Hilary Nangle for The Boston Globe

She Doesn’t Like Guthries in Lewiston offers vegetarian, vegan, and wheat-free dishes amid local art and frequently live music.

Health food stores and natural foods groceries, along with Asian, Indian, and Mexican restaurants, are the usual go-tos for on-the-road vegetarians and vegans. While many of Maine’s restaurants, especially those specializing in farm-to-table fare, offer at least one vegetarian entree, only a handful of restaurants in the state deliver menus catering to vegetarian, vegan, and gluten-free diets.

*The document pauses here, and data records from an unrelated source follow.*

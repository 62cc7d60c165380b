//! Content catalog: read-only, typed view over versioned definitions.
//!
//! Property bags arrive untyped. They are parsed ONCE, when a definition
//! is constructed, into a typed view per content type with explicit
//! defaults. Generation code only ever reads the typed view.
//!
//! The catalog never rejects an entry: a bag that fails to parse falls
//! back to the defaults for its type and is logged.

use crate::{
    error::{SeedError, SeedResult},
    types::{ContentId, Tier},
};
use serde::{de, Deserialize, Deserializer, Serialize};
use serde_json::Value;
use std::collections::HashMap;

#[derive(Debug, Clone, Copy, PartialEq, Eq, Hash, PartialOrd, Ord, Serialize, Deserialize)]
#[serde(rename_all = "snake_case")]
pub enum ContentType {
    TrackPiece,
    Obstacle,
    Powerup,
    Collectible,
}

impl ContentType {
    pub fn as_str(&self) -> &'static str {
        match self {
            Self::TrackPiece => "track_piece",
            Self::Obstacle => "obstacle",
            Self::Powerup => "powerup",
            Self::Collectible => "collectible",
        }
    }

    /// Accepts the stored snake_case names and the exporter's spellings.
    pub fn parse(raw: &str) -> Option<Self> {
        let folded: String = raw
            .chars()
            .filter(|c| c.is_ascii_alphanumeric())
            .map(|c| c.to_ascii_lowercase())
            .collect();
        match folded.as_str() {
            "trackpiece" => Some(Self::TrackPiece),
            "obstacle" => Some(Self::Obstacle),
            "powerup" => Some(Self::Powerup),
            "collectible" | "coin" => Some(Self::Collectible),
            _ => None,
        }
    }
}

#[derive(Debug, Clone, Copy, PartialEq, Eq, Default, Serialize, Deserialize)]
pub enum PieceType {
    Start,
    #[default]
    Normal,
    Shop,
    Boss,
}

impl PieceType {
    /// Case-insensitive; anything unrecognised is a normal piece.
    pub fn parse(raw: &str) -> Self {
        match raw.trim().to_ascii_lowercase().as_str() {
            "start" => Self::Start,
            "shop" => Self::Shop,
            "boss" => Self::Boss,
            _ => Self::Normal,
        }
    }
}

#[derive(Debug, Clone, PartialEq, Serialize, Deserialize)]
pub struct WeightedRef {
    #[serde(alias = "definition")]
    pub id: ContentId,
    #[serde(default = "default_weight")]
    pub weight: f64,
}

/// One named spawn slot on a track piece.
#[derive(Debug, Clone, PartialEq, Serialize, Deserialize)]
pub struct SpawnConfig {
    #[serde(default, alias = "spawn_position_component_name")]
    pub component_name: String,
    #[serde(default = "default_probability", alias = "spawn_probability")]
    pub probability: f64,
    #[serde(default)]
    pub weighted_definitions: Vec<WeightedRef>,
}

#[derive(Debug, Clone, PartialEq, Serialize, Deserialize)]
#[serde(default)]
pub struct TrackPieceProps {
    pub length: f64,
    #[serde(alias = "selection_weight")]
    pub weight: f64,
    #[serde(deserialize_with = "piece_type_lenient")]
    pub piece_type: PieceType,
    #[serde(deserialize_with = "spawn_configs_lenient")]
    pub spawn_configs: Vec<SpawnConfig>,
    #[serde(deserialize_with = "tier_list")]
    pub difficulty_availability: Vec<Tier>,
}

impl Default for TrackPieceProps {
    fn default() -> Self {
        Self {
            length: 1000.0,
            weight: 1.0,
            piece_type: PieceType::Normal,
            spawn_configs: Vec::new(),
            difficulty_availability: Vec::new(),
        }
    }
}

#[derive(Debug, Clone, PartialEq, Serialize, Deserialize)]
#[serde(default)]
pub struct PowerupProps {
    #[serde(alias = "selection_weight")]
    pub weight: f64,
    pub base_cost: u32,
    pub cost_multiplier_per_tier: f64,
    #[serde(deserialize_with = "class_list")]
    pub allowed_classes: Vec<String>,
    #[serde(deserialize_with = "tier_list")]
    pub difficulty_availability: Vec<Tier>,
    pub can_be_boss_reward: bool,
}

impl Default for PowerupProps {
    fn default() -> Self {
        Self {
            weight: 1.0,
            base_cost: 100,
            cost_multiplier_per_tier: 0.5,
            allowed_classes: Vec::new(),
            difficulty_availability: Vec::new(),
            can_be_boss_reward: true,
        }
    }
}

impl PowerupProps {
    /// Shop price in `tier`; each tier above the first adds the multiplier.
    pub fn cost_for_tier(&self, tier: Tier) -> u32 {
        let steps = f64::from(tier.saturating_sub(1));
        let cost = f64::from(self.base_cost) * (1.0 + self.cost_multiplier_per_tier * steps);
        cost.round().max(0.0) as u32
    }
}

#[derive(Debug, Clone, PartialEq, Serialize, Deserialize)]
#[serde(default)]
pub struct ObstacleProps {
    #[serde(alias = "selection_weight")]
    pub weight: f64,
    #[serde(deserialize_with = "class_list")]
    pub allowed_classes: Vec<String>,
    #[serde(deserialize_with = "tier_list")]
    pub difficulty_availability: Vec<Tier>,
}

impl Default for ObstacleProps {
    fn default() -> Self {
        Self {
            weight: 1.0,
            allowed_classes: Vec::new(),
            difficulty_availability: Vec::new(),
        }
    }
}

“Food that loves you back” is the slogan for Frankie and Johnny’s Natural Foods (1594 Route 1, Cape Neddick, 207-363-1909, frankie-johnnys
.com, $23-$36). Inside the shingled restaurant, wood floors and pine-colored walls provide the background for Culinary Institute of America-trained chef John Shaw’s vibrant, internationally seasoned fare. Vegetarian and vegan choices are always on the menu, along with fish, seafood, and chicken options, and many dishes can be modified for the gluten-sensitive. Portions are generous, breads and pastas are made in house, and everything is cooked to order, so plan on a leisurely meal. All entrees come with a soup or salad. Bring your own booze, but leave your credit cards behind since “plastic is not natural.”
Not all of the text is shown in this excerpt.